(TASK STATEMENT):
Please output, without any change, the lines of the material below from the very first through the one with "Action, payload: Value)".
DATA Start Marker
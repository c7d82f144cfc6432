//! Handlers for the actions that run on the reading path.

use std::num::FpCategory;

use serde::de::DeserializeOwned;
use serde_json::{json, Value};

use crate::protocol::{Action, ChatEvent, OutputSink};
use crate::service::tooling::{
    EnsureCorrectEditParams, EnsureCorrectFileContentParams, FixEditParams, SummarizeParams,
    WebFetchParams, WebSearchParams,
};
use crate::service::{parse_tool_definitions, InitializeParams, SidecarService, UploadParams};
use crate::{AppError, Result};

/// Deserialize an action payload.
///
/// # Errors
///
/// Returns `AppError::Protocol` when the payload has the wrong shape.
pub fn parse_payload<T: DeserializeOwned>(action: Action, payload: Value) -> Result<T> {
    serde_json::from_value(payload)
        .map_err(|e| AppError::Protocol(format!("invalid {action} payload: {e}")))
}

pub(crate) async fn initialize(service: &SidecarService, payload: Value) -> Result<Value> {
    let params: InitializeParams = parse_payload(Action::Initialize, payload)?;
    service.initialise(params).await
}

pub(crate) async fn register_tools(service: &SidecarService, payload: Value) -> Result<Value> {
    let raw = match payload.get("tools") {
        None | Some(Value::Null) => Vec::new(),
        Some(Value::Array(items)) => items.clone(),
        Some(_) => {
            return Err(AppError::Protocol(
                "registerTools tools must be a list".into(),
            ))
        }
    };
    let registered = service.register_tools(parse_tool_definitions(&raw)).await?;
    Ok(json!({ "registered": registered }))
}

pub(crate) async fn validate(
    service: &SidecarService,
    sink: &OutputSink,
    request_id: &str,
    payload: Value,
) -> Result<Value> {
    let prompt = payload
        .get("prompt")
        .and_then(Value::as_str)
        .unwrap_or_default();
    let outcome = service.validate(prompt).await?;
    if !outcome.text.is_empty() {
        sink.send_event(
            request_id,
            ChatEvent::Delta {
                text: outcome.text.clone(),
            },
        )
        .await?;
    }
    Ok(outcome.to_payload())
}

pub(crate) async fn tool_result(service: &SidecarService, payload: Value) -> Result<Value> {
    let Some(call_id) = payload
        .get("callId")
        .and_then(Value::as_str)
        .filter(|id| !id.is_empty())
    else {
        return Err(AppError::Protocol(
            "Missing callId in toolResult payload".into(),
        ));
    };

    let content = match payload.get("content") {
        None | Some(Value::Null) => Vec::new(),
        Some(Value::Array(items)) => items.clone(),
        Some(_) => {
            return Err(AppError::Protocol(
                "toolResult content must be a list".into(),
            ))
        }
    };
    let is_error = payload.get("isError").is_some_and(is_truthy);

    service.submit_tool_result(call_id, content, is_error).await?;
    Ok(json!({ "callId": call_id, "acknowledged": true }))
}

pub(crate) async fn upload(service: &SidecarService, payload: Value) -> Result<Value> {
    let params: UploadParams = parse_payload(Action::Upload, payload)?;
    service.upload(params).await
}

pub(crate) async fn web_search(service: &SidecarService, payload: Value) -> Result<Value> {
    let params: WebSearchParams = parse_payload(Action::WebSearch, payload)?;
    service.web_search(params).await
}

pub(crate) async fn web_fetch(service: &SidecarService, payload: Value) -> Result<Value> {
    let params: WebFetchParams = parse_payload(Action::WebFetch, payload)?;
    service.web_fetch(params).await
}

pub(crate) async fn ensure_correct_edit(service: &SidecarService, payload: Value) -> Result<Value> {
    let params: EnsureCorrectEditParams = parse_payload(Action::EnsureCorrectEdit, payload)?;
    service.ensure_correct_edit(params).await
}

pub(crate) async fn ensure_correct_file_content(
    service: &SidecarService,
    payload: Value,
) -> Result<Value> {
    let params: EnsureCorrectFileContentParams =
        parse_payload(Action::EnsureCorrectFileContent, payload)?;
    service.ensure_correct_file_content(params).await
}

pub(crate) async fn fix_edit_with_instruction(
    service: &SidecarService,
    payload: Value,
) -> Result<Value> {
    let params: FixEditParams = parse_payload(Action::FixEditWithInstruction, payload)?;
    service.fix_edit_with_instruction(params).await
}

pub(crate) async fn summarize_text(service: &SidecarService, payload: Value) -> Result<Value> {
    let params: SummarizeParams = parse_payload(Action::SummarizeText, payload)?;
    service.summarize_text(params).await
}

/// Loose truthiness for flags sent by dynamically typed callers: null, false,
/// zero and empty values are false.
fn is_truthy(value: &Value) -> bool {
    match value {
        Value::Null => false,
        Value::Bool(flag) => *flag,
        Value::Number(n) => n.as_f64().is_some_and(|n| n.classify() != FpCategory::Zero),
        Value::String(text) => !text.is_empty(),
        Value::Array(items) => !items.is_empty(),
        Value::Object(map) => !map.is_empty(),
    }
}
DATA End Marker
(ANSWER BELOW):
repository c7d82f144cfc6432
//! Handlers for the actions that run on the reading path.

use std::num::FpCategory;

use serde::de::DeserializeOwned;
use serde_json::{json, Value};

use crate::protocol::{Action, ChatEvent, OutputSink};
use crate::service::tooling::{
    EnsureCorrectEditParams, EnsureCorrectFileContentParams, FixEditParams, SummarizeParams,
    WebFetchParams, WebSearchParams,
};
use crate::service::{parse_tool_definitions, InitializeParams, SidecarService, UploadParams};
use crate::{AppError, Result};

/// Deserialize an action payload.
///
/// # Errors
///
/// Returns `AppError::Protocol` when the payload has the wrong shape.
pub fn parse_payload<T: DeserializeOwned>(action: Action, payload: Value) -> Result<T> {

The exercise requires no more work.